▶ **What to do**
Report how many lines of the following entries include the string "rejections"; respond with the number alone.
-- Given entries follows --
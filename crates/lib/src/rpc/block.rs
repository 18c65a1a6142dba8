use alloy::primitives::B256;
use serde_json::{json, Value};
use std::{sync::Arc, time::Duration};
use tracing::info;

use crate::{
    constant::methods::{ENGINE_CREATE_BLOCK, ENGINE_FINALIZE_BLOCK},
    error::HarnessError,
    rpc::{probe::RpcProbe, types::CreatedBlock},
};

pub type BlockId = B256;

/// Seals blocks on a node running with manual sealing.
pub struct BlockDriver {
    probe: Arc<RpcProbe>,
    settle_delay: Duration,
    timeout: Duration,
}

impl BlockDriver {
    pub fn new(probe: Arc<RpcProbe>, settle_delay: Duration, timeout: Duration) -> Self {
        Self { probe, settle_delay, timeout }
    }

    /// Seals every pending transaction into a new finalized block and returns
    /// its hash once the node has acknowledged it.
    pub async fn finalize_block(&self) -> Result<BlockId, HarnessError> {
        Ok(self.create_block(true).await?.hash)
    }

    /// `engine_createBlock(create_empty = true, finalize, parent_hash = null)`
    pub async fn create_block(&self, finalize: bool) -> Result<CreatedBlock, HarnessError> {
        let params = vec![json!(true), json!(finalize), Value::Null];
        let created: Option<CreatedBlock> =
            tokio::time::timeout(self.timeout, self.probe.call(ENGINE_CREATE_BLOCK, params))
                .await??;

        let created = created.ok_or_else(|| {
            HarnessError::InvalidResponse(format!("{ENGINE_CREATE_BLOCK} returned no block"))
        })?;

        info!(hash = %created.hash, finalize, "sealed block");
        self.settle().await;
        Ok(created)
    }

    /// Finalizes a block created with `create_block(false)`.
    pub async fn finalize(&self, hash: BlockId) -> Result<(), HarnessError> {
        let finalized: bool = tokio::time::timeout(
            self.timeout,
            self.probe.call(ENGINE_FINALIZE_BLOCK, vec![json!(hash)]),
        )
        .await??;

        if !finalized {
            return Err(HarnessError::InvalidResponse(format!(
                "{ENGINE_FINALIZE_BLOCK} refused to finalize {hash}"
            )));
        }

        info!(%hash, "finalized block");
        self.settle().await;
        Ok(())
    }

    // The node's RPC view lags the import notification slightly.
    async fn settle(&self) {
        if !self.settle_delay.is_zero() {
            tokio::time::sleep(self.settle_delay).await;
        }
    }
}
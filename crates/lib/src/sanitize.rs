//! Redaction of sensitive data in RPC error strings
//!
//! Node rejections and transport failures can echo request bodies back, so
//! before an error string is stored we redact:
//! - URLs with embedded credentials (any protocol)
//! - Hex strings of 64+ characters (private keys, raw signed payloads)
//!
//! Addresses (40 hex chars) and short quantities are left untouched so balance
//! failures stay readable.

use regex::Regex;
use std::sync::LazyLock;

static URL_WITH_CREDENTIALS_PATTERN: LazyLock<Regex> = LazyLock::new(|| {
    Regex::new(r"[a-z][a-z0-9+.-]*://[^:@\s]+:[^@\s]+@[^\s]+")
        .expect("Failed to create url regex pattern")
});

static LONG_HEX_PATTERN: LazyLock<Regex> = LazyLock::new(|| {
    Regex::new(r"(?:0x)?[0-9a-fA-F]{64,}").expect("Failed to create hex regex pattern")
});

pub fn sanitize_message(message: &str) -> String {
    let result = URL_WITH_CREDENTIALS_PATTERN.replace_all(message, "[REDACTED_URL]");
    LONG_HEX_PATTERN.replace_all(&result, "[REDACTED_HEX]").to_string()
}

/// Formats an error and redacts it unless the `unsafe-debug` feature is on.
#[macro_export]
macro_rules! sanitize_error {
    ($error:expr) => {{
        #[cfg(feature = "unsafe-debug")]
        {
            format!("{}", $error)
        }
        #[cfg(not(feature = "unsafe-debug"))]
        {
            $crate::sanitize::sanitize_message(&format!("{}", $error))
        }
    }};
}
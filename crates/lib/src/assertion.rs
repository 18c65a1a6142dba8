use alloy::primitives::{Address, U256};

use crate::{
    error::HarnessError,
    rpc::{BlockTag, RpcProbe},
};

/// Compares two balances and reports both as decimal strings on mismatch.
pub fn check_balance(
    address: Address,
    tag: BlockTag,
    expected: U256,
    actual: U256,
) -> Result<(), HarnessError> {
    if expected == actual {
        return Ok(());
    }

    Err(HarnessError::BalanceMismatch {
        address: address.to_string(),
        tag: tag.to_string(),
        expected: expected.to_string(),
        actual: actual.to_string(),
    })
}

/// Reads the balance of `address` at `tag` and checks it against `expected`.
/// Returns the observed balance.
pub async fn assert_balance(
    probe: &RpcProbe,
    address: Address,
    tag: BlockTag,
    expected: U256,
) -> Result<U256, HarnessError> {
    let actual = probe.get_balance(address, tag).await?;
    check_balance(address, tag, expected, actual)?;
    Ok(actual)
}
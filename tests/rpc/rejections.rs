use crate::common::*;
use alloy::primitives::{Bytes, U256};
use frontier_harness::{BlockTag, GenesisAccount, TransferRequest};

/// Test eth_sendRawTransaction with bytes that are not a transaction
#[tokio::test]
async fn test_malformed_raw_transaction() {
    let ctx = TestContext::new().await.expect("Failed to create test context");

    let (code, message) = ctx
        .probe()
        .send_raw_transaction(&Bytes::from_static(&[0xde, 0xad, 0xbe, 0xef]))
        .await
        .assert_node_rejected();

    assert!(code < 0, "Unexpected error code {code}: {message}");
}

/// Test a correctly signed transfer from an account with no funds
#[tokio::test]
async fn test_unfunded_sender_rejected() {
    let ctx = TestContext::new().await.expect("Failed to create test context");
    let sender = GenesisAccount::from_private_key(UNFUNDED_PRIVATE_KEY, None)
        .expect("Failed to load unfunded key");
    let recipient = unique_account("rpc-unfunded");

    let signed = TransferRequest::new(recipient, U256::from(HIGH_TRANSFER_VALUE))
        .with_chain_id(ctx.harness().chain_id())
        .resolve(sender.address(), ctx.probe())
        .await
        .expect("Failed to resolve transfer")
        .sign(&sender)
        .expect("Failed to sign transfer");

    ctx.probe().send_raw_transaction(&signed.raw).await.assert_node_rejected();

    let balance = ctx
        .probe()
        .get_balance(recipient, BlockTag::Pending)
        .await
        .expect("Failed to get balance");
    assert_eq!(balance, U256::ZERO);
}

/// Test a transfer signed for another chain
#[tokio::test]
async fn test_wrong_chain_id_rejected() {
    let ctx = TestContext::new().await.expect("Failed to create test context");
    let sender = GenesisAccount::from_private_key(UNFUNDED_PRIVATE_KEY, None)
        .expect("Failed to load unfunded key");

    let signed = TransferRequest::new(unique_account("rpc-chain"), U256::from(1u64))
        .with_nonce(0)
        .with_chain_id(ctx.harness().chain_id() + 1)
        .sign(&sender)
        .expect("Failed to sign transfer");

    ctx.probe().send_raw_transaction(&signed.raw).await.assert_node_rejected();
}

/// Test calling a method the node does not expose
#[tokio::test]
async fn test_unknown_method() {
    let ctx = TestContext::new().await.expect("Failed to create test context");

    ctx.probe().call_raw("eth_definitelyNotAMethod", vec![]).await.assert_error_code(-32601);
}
-- Given entries concluded --
▶ **Reply to the exercise**
2